Private equity investment in China growing despite challenges
China's private equity investment has maintained growth this year, despite the COVID-19 pandemic and regulatory challenges, according to a latest industry report.
Investments in biomedicine, information technology and Internet sectors turn out to be the leading force.
Shanghai is one of the priority destinations for qualified foreign investment limited partner, or QFLP investment, thanks to a mature ecosystem and improved business environment, industry officials said.
By the end of September, China was home to more than 31,549 PE investment funds with a total investment scale of 10.96 trillion yuan (US$1.57 trillion), compared with 10.78 trillion yuan by the end of 2021 and 9.87 trillion yuan in 2020, according to a report jointly released by investment consultancy firm Tricor and law firm JunHe.

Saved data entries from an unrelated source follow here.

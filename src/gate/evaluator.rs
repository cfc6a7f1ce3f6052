use std::fmt;

use serde::Serialize;
use sqlparser::ast::Statement;

use crate::error::GateError;
use crate::gate::columns::extract_filter_columns;
use crate::gate::tables::{extract_tables, FromScope};
use crate::policy::config::SafetyConfig;
use crate::policy::ownership::SafetyPolicy;

/// Why a statement was let through.
#[derive(Debug, Clone, PartialEq, Eq, Serialize)]
#[serde(tag = "kind", rename_all = "snake_case")]
pub enum AdmitReason {
    /// Every table read is allow-listed (vacuously true when none was recognized).
    AllTablesSafe,
    /// A filter pins an ownership column to a literal.
    OwnershipColumn {
        /// Qualified column that matched.
        column: String,
        /// Configured pattern it matched.
        pattern: String,
    },
}

impl fmt::Display for AdmitReason {
    fn fmt(&self, f: &mut fmt::Formatter<'_>) -> fmt::Result {
        match self {
            AdmitReason::AllTablesSafe => write!(f, "all tables safe"),
            AdmitReason::OwnershipColumn { column, pattern } => {
                write!(f, "ownership column {column} ~ {pattern}")
            }
        }
    }
}

/// Diagnostic record of a rejected statement.
#[derive(Debug, Clone, PartialEq, Eq, Serialize)]
pub struct Denial {
    /// Caller/request identifier supplied to the check.
    pub caller_id: u32,
    /// Tables the statement reads.
    pub tables: Vec<String>,
    /// Columns filtered against literals, none of which is an ownership column.
    pub columns: Vec<String>,
}

impl Denial {
    /// Table names joined with commas.
    pub fn joined_tables(&self) -> String {
        self.tables.join(",")
    }

    /// Column names joined with commas.
    pub fn joined_columns(&self) -> String {
        self.columns.join(",")
    }
}

/// Outcome of evaluating one statement.
#[derive(Debug, Clone, PartialEq, Eq, Serialize)]
#[serde(tag = "verdict", rename_all = "snake_case")]
pub enum Verdict {
    /// The statement may run.
    Admit {
        /// Tables the statement reads.
        tables: Vec<String>,
        /// Evidence of safety.
        reason: AdmitReason,
    },
    /// The statement must not run.
    Deny(Denial),
}

impl Verdict {
    /// Returns `true` for [`Verdict::Admit`].
    pub fn is_admitted(&self) -> bool {
        matches!(self, Verdict::Admit { .. })
    }

    /// Tables the statement reads.
    pub fn tables(&self) -> &[String] {
        match self {
            Verdict::Admit { tables, .. } => tables,
            Verdict::Deny(denial) => &denial.tables,
        }
    }
}

/// Decides whether a statement may run without a row-ownership filter.
///
/// Holds only the compiled, immutable policy; share it behind an `Arc` across
/// connections.
#[derive(Debug, Clone, Default)]
pub struct SafetyEvaluator {
    policy: SafetyPolicy,
}

impl SafetyEvaluator {
    /// Create an evaluator over a compiled policy.
    pub fn new(policy: SafetyPolicy) -> Self {
        Self { policy }
    }

    /// Compile a configuration and wrap it in an evaluator.
    pub fn from_config(config: &SafetyConfig) -> Result<Self, GateError> {
        Ok(Self::new(SafetyPolicy::compile(config)?))
    }

    /// The policy this evaluator enforces.
    pub fn policy(&self) -> &SafetyPolicy {
        &self.policy
    }

    /// Admit/deny decision for `stmt`. Denials are logged with `caller_id`.
    pub fn check(&self, stmt: &Statement, caller_id: u32) -> bool {
        self.evaluate(stmt, caller_id).is_admitted()
    }

    /// Full decision for `stmt`, including the evidence behind it.
    pub fn evaluate(&self, stmt: &Statement, caller_id: u32) -> Verdict {
        let tables = extract_tables(stmt);
        if tables.iter().all(|table| self.policy.is_safe_table(table)) {
            log::debug!("caller {caller_id}: admitted, all tables safe [{}]", tables.join(","));
            return Verdict::Admit {
                tables,
                reason: AdmitReason::AllTablesSafe,
            };
        }

        let scope = FromScope::of(stmt);
        let columns = extract_filter_columns(stmt, &scope);
        let matched = columns.iter().find_map(|column| {
            self.policy
                .matching_pattern(column)
                .map(|pattern| (column, pattern))
        });
        if let Some((column, pattern)) = matched {
            log::debug!(
                "caller {caller_id}: admitted, {column} matches ownership pattern {}",
                pattern.as_str()
            );
            return Verdict::Admit {
                reason: AdmitReason::OwnershipColumn {
                    column: column.clone(),
                    pattern: pattern.as_str().to_string(),
                },
                tables,
            };
        }

        let denial = Denial {
            caller_id,
            tables,
            columns,
        };
        log::info!(
            target: "rowscope::gate",
            "caller {caller_id}: denied, tables=[{}] columns=[{}]",
            denial.joined_tables(),
            denial.joined_columns()
        );
        Verdict::Deny(denial)
    }
}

In 2021, China's PE investment accounted for 43 percent of the Asia-Pacific market and grew 23 percent year on year, a previous report by Bain said.
The PE investment continues to grow in the biomedicine, IT and Internet industries. The capital market also sees segments like property, logistics and new energy as having great potential in 2023, due to the likely post-pandemic economic rebound and national policies like carbon neutrality, said Zhang Hailiang, Tricor China's chief executive.
Foreign private fund managers have emerged as prominent players in the Chinese PE market. International asset management institutions tend to set up asset management companies in Singapore, Hong Kong, or offshore islands, as an investment vehicle for the Chinese market.
Industry insiders said that cities, including Shanghai and Beijing, are attractive for QFLP investment because of their mature financial ecosystem and improved business environment.
There are several other cities with favorable policies to attract foreign PE funds but they "all look up to Shanghai" currently, said Xie Qing, a partner at JunHe.